### DIRECTIONS
Report back every line in the data that includes the string "GameEvent".
··· RAW DATA
#[cfg(target_arch = "wasm32")]
mod wasm_game {
    use std::cell::{Cell, RefCell};
    use std::rc::Rc;
    use wasm_bindgen::prelude::*;
    use web_sys::{CanvasRenderingContext2d, Document, HtmlCanvasElement};

    use hydro_hero::renderer::CanvasRenderer;
    use hydro_hero::sim::{
        CountdownOutcome, FrameView, GameEvent, GamePhase, GameState, Generation, RoundInput,
        TickInput, TimerOutcome, advance_countdown, press, tick, timer_tick,
    };
    use hydro_hero::{KeyAction, Settings, Tuning};

    /// Game instance holding all state
    struct Game {
        state: GameState,
        settings: Settings,
        renderer: Option<CanvasRenderer>,
        held_left: bool,
        held_right: bool,
        autopilot: bool,
        /// `setInterval` handle of the live round clock
        interval_id: Option<i32>,
        // FPS tracking
        last_time: f64,
        frame_times: [f64; 60],
        frame_index: usize,
        fps: u32,
    }

    impl Game {
        fn new(seed: u64, settings: Settings) -> Self {
            Self {
                state: GameState::new(Tuning::default(), seed),
                settings,
                renderer: None,
                held_left: false,
                held_right: false,
                autopilot: false,
                interval_id: None,
                last_time: 0.0,
                frame_times: [0.0; 60],
                frame_index: 0,
                fps: 0,
            }
        }

        fn input(&self) -> TickInput {
            TickInput {
                left: self.held_left,
                right: self.held_right,
                autopilot: self.autopilot,
            }
        }

        /// One display frame of an active round
        fn update(&mut self, time: f64) {
            if self.last_time > 0.0 {
                self.frame_times[self.frame_index] = time - self.last_time;
                self.frame_index = (self.frame_index + 1) % self.frame_times.len();
                let avg = self.frame_times.iter().sum::<f64>() / self.frame_times.len() as f64;
                if avg > 0.0 {
                    self.fps = (1000.0 / avg).round() as u32;
                }
            }
            self.last_time = time;

            let input = self.input();
            tick(&mut self.state, &input);
        }

        /// Render the current frame
        fn render(&self, time: f64) {
            if let Some(renderer) = &self.renderer {
                renderer.draw(&FrameView::capture(&self.state), time);
            }
        }

        /// Apply queued sim events to the overlay, then refresh the HUD
        fn sync_dom(&mut self) {
            let Some(document) = web_sys::window().and_then(|w| w.document()) else {
                return;
            };

            for event in self.state.drain_events() {
                match event {
                    GameEvent::CountdownStep { label } => {
                        show(&document, "overlay");
                        hide(&document, "start-message");
                        show(&document, "countdown-message");
                        set_text(&document, "countdown-message", &label);
                    }
                    GameEvent::RoundStarted => hide(&document, "overlay"),
                    GameEvent::RoundEnded {
                        score,
                        high_score,
                        new_high,
                    } => {
                        show(&document, "overlay");
                        hide(&document, "countdown-message");
                        show(&document, "start-message");
                        let banner = if new_high { "<br>New high score!" } else { "" };
                        if let Some(el) = document.get_element_by_id("start-message") {
                            el.set_inner_html(&format!(
                                "Time's up!<br>Score: {}<br>High Score: {}{}<br>\
                                 Press Space to play again or Esc to quit",
                                score, high_score, banner
                            ));
                        }
                    }
                    GameEvent::DropCaught { id, bucket } => {
                        log::trace!("Caught drop {} (bucket {})", id, bucket)
                    }
                    GameEvent::Deposited { amount } => log::debug!("Deposited {}", amount),
                    _ => {}
                }
            }

            set_text(&document, "hud-score", &format!("Score: {}", self.state.score));
            set_text(&document, "hud-timer", &format!("Time: {}", self.state.time_left));
            set_text(
                &document,
                "hud-high",
                &format!("High Score: {}", self.state.high_score),
            );
            if let Some(el) = document.get_element_by_id("hud-fps") {
                if self.settings.show_fps {
                    let _ = el.set_attribute("class", "");
                    el.set_text_content(Some(&format!("{} fps", self.fps)));
                } else {
                    let _ = el.set_attribute("class", "hidden");
                }
            }
        }
    }

    fn set_text(document: &Document, id: &str, text: &str) {
        if let Some(el) = document.get_element_by_id(id) {
            el.set_text_content(Some(text));
        }
    }

    fn show(document: &Document, id: &str) {
        if let Some(el) = document.get_element_by_id(id) {
            let _ = el.set_attribute("class", "");
        }
    }

    fn hide(document: &Document, id: &str) {
        if let Some(el) = document.get_element_by_id(id) {
            let _ = el.set_attribute("class", "hidden");
        }
    }

    pub fn run() {
        console_error_panic_hook::set_once();
        console_log::init_with_level(log::Level::Info).expect("Failed to init logger");

        log::info!("Hydro Hero starting...");

        let Some(window) = web_sys::window() else {
            log::error!("No window");
            return;
        };
        let Some(document) = window.document() else {
            log::error!("No document");
            return;
        };

        let canvas = document
            .get_element_by_id("canvas")
            .and_then(|el| el.dyn_into::<HtmlCanvasElement>().ok());

        let settings = Settings::from_json_or_default(
            canvas
                .as_ref()
                .and_then(|c| c.get_attribute("data-settings"))
                .as_deref(),
        );

        let seed = js_sys::Date::now() as u64;
        let mut game = Game::new(seed, settings);

        match &canvas {
            Some(canvas) => {
                canvas.set_width(game.state.tuning.board_width as u32);
                canvas.set_height(game.state.tuning.board_height as u32);
                game.renderer = canvas
                    .get_context("2d")
                    .ok()
                    .flatten()
                    .and_then(|ctx| ctx.dyn_into::<CanvasRenderingContext2d>().ok())
                    .map(|ctx| CanvasRenderer::new(ctx, &game.settings));
                if game.renderer.is_none() {
                    log::warn!("No 2d context; running without drawing");
                }
            }
            None => log::warn!("No #canvas element; running without drawing"),
        }

        game.render(0.0);
        game.sync_dom();
        show(&document, "overlay");
        show(&document, "start-message");
        hide(&document, "countdown-message");

        log::info!("Ready (seed {})", seed);

        setup_input_handlers(Rc::new(RefCell::new(game)));
    }

    fn setup_input_handlers(game: Rc<RefCell<Game>>) {
        let Some(window) = web_sys::window() else {
            return;
        };

        // Key down
        {
            let game = game.clone();
            let closure = Closure::<dyn FnMut(_)>::new(move |event: web_sys::KeyboardEvent| {
                let actions = game.borrow().settings.actions_for_key(&event.key());
                for action in actions {
                    if handle_action(&game, action, true) {
                        event.prevent_default();
                        break;
                    }
                }
            });
            let _ = window
                .add_event_listener_with_callback("keydown", closure.as_ref().unchecked_ref());
            closure.forget();
        }

        // Key up
        {
            let closure = Closure::<dyn FnMut(_)>::new(move |event: web_sys::KeyboardEvent| {
                let actions = game.borrow().settings.actions_for_key(&event.key());
                for action in actions.into_iter().filter(KeyAction::is_held) {
                    handle_action(&game, action, false);
                }
            });
            let _ = window
                .add_event_listener_with_callback("keyup", closure.as_ref().unchecked_ref());
            closure.forget();
        }
    }

    /// Returns true when the key was consumed
    fn handle_action(game: &Rc<RefCell<Game>>, action: KeyAction, down: bool) -> bool {
        let round_input = match action {
            KeyAction::MoveLeft => {
                game.borrow_mut().held_left = down;
                return true;
            }
            KeyAction::MoveRight => {
                game.borrow_mut().held_right = down;
                return true;
            }
            KeyAction::ToggleAutopilot => {
                let mut g = game.borrow_mut();
                g.autopilot = !g.autopilot;
                log::info!("Autopilot: {}", g.autopilot);
                return true;
            }
            KeyAction::Start => RoundInput::Start,
            KeyAction::Replay => RoundInput::Replay,
            KeyAction::Quit => RoundInput::Quit,
        };

        let (accepted, phase, generation) = {
            let mut g = game.borrow_mut();
            let accepted = press(&mut g.state, round_input);
            if accepted {
                g.sync_dom();
            }
            (accepted, g.state.phase, g.state.generation)
        };
        if !accepted {
            return false;
        }

        match phase {
            GamePhase::Countdown { .. } => schedule_countdown_step(game.clone(), generation),
            GamePhase::Quit => {
                let g = game.borrow();
                if let Some(document) = web_sys::window().and_then(|w| w.document()) {
                    hide(&document, "overlay");
                }
                log::info!("Thanks for playing (high score {})", g.state.high_score);
            }
            _ => {}
        }
        true
    }

    fn schedule_countdown_step(game: Rc<RefCell<Game>>, generation: Generation) {
        let Some(window) = web_sys::window() else {
            return;
        };
        let delay = game.borrow().state.tuning.countdown_step_ms as i32;
        let closure = Closure::once(move || {
            let outcome = {
                let mut g = game.borrow_mut();
                let outcome = advance_countdown(&mut g.state, generation);
                g.sync_dom();
                outcome
            };
            match outcome {
                CountdownOutcome::Step { .. } => schedule_countdown_step(game, generation),
                CountdownOutcome::Started { generation } => {
                    start_round_clock(&game, generation);
                    request_animation_frame(game, generation);
                }
                CountdownOutcome::Stale => {}
            }
        });
        if let Err(e) = window.set_timeout_with_callback_and_timeout_and_arguments_0(
            closure.as_ref().unchecked_ref(),
            delay,
        ) {
            log::error!("Failed to schedule countdown: {:?}", e);
        }
        closure.forget();
    }

    /// Replace any running interval with one bound to `generation`
    fn start_round_clock(game: &Rc<RefCell<Game>>, generation: Generation) {
        let Some(window) = web_sys::window() else {
            return;
        };
        if let Some(old) = game.borrow_mut().interval_id.take() {
            window.clear_interval_with_handle(old);
        }

        let own_id: Rc<Cell<Option<i32>>> = Rc::new(Cell::new(None));
        let closure = {
            let game = game.clone();
            let own_id = own_id.clone();
            Closure::<dyn FnMut()>::new(move || {
                let outcome = {
                    let mut g = game.borrow_mut();
                    let outcome = timer_tick(&mut g.state, generation);
                    g.sync_dom();
                    outcome
                };
                if outcome.should_cancel() {
                    if let Some(id) = own_id.take() {
                        if let Some(window) = web_sys::window() {
                            window.clear_interval_with_handle(id);
                        }
                        let mut g = game.borrow_mut();
                        if g.interval_id == Some(id) {
                            g.interval_id = None;
                        }
                    }
                }
                if let TimerOutcome::Expired { score, .. } = outcome {
                    log::info!("Round over: {}", score);
                }
            })
        };

        let period = hydro_hero::consts::TIMER_PERIOD_MS as i32;
        match window.set_interval_with_callback_and_timeout_and_arguments_0(
            closure.as_ref().unchecked_ref(),
            period,
        ) {
            Ok(id) => {
                own_id.set(Some(id));
                game.borrow_mut().interval_id = Some(id);
            }
            Err(e) => log::error!("Failed to start round clock: {:?}", e),
        }
        closure.forget();
    }

    fn request_animation_frame(game: Rc<RefCell<Game>>, generation: Generation) {
        let Some(window) = web_sys::window() else {
            return;
        };
        let closure = Closure::once(move |time: f64| {
            game_loop(game, generation, time);
        });
        let _ = window.request_animation_frame(closure.as_ref().unchecked_ref());
        closure.forget();
    }

    /// Runs while the round of `generation` is active, then draws one last frame
    fn game_loop(game: Rc<RefCell<Game>>, generation: Generation, time: f64) {
        let keep_going = {
            let mut g = game.borrow_mut();
            let live = g.state.generation == generation && g.state.is_active();
            if live {
                g.update(time);
            }
            g.render(time);
            g.sync_dom();
            live
        };

        if keep_going {
            request_animation_frame(game, generation);
        }
    }
}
······
### TASK RESULT
        CountdownOutcome, FrameView, GameEvent, GamePhase, GameState, Generation, RoundInput,
                    GameEvent::CountdownStep { label } => {
                    GameEvent::RoundStarted => hide(&document, "overlay"),
                    GameEvent::RoundEnded {
                    GameEvent::DropCaught { id, bucket } => {
                    GameEvent::Deposited { amount } => log::debug!("Deposited {}", amount),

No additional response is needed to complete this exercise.